■ **Source records**
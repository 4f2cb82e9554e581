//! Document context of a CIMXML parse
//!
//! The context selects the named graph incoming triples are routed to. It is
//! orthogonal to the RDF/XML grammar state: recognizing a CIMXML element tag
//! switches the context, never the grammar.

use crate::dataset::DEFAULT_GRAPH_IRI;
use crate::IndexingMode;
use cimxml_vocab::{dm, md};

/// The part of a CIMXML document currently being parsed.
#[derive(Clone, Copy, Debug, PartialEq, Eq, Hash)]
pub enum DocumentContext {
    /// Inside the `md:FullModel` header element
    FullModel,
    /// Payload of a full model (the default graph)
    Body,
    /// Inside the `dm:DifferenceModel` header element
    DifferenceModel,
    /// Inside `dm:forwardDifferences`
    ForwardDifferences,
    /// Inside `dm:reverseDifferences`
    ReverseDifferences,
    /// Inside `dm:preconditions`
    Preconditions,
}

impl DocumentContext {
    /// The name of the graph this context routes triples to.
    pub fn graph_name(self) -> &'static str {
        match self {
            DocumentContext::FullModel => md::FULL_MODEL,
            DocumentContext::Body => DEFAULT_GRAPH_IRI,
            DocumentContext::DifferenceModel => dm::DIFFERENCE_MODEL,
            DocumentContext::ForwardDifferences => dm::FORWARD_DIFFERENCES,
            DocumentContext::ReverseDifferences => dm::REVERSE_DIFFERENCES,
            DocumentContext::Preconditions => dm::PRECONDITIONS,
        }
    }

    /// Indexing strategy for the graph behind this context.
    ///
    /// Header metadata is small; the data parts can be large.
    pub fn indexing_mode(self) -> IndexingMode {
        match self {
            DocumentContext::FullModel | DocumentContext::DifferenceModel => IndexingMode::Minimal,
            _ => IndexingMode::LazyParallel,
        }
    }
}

■ **Exercise brief**
Returned text must match every record word for word.

■ **Task response**
repository 4f2cb82e9554e581
//! Document context of a CIMXML parse
//!
//! The context selects the named graph incoming triples are routed to. It is
//! orthogonal to the RDF/XML grammar state: recognizing a CIMXML element tag
//! switches the context, never the grammar.

use crate::dataset::DEFAULT_GRAPH_IRI;
use crate::IndexingMode;
use cimxml_vocab::{dm, md};

/// The part of a CIMXML document currently being parsed.
#[derive(Clone, Copy, Debug, PartialEq, Eq, Hash)]
pub enum DocumentContext {
    /// Inside the `md:FullModel` header element
    FullModel,
    /// Payload of a full model (the default graph)
    Body,
    /// Inside the `dm:DifferenceModel` header element
    DifferenceModel,
    /// Inside `dm:forwardDifferences`
    ForwardDifferences,
    /// Inside `dm:reverseDifferences`
    ReverseDifferences,
    /// Inside `dm:preconditions`
    Preconditions,
}

impl DocumentContext {
    /// The name of the graph this context routes triples to.
    pub fn graph_name(self) -> &'static str {
        match self {
            DocumentContext::FullModel => md::FULL_MODEL,
            DocumentContext::Body => DEFAULT_GRAPH_IRI,
            DocumentContext::DifferenceModel => dm::DIFFERENCE_MODEL,
            DocumentContext::ForwardDifferences => dm::FORWARD_DIFFERENCES,
            DocumentContext::ReverseDifferences => dm::REVERSE_DIFFERENCES,
            DocumentContext::Preconditions => dm::PRECONDITIONS,
        }
    }

    /// Indexing strategy for the graph behind this context.
    ///
    /// Header metadata is small; the data parts can be large.
    pub fn indexing_mode(self) -> IndexingMode {
        match self {
            DocumentContext::FullModel | DocumentContext::DifferenceModel => IndexingMode::Minimal,
            _ => IndexingMode::LazyParallel,
        }
    }
}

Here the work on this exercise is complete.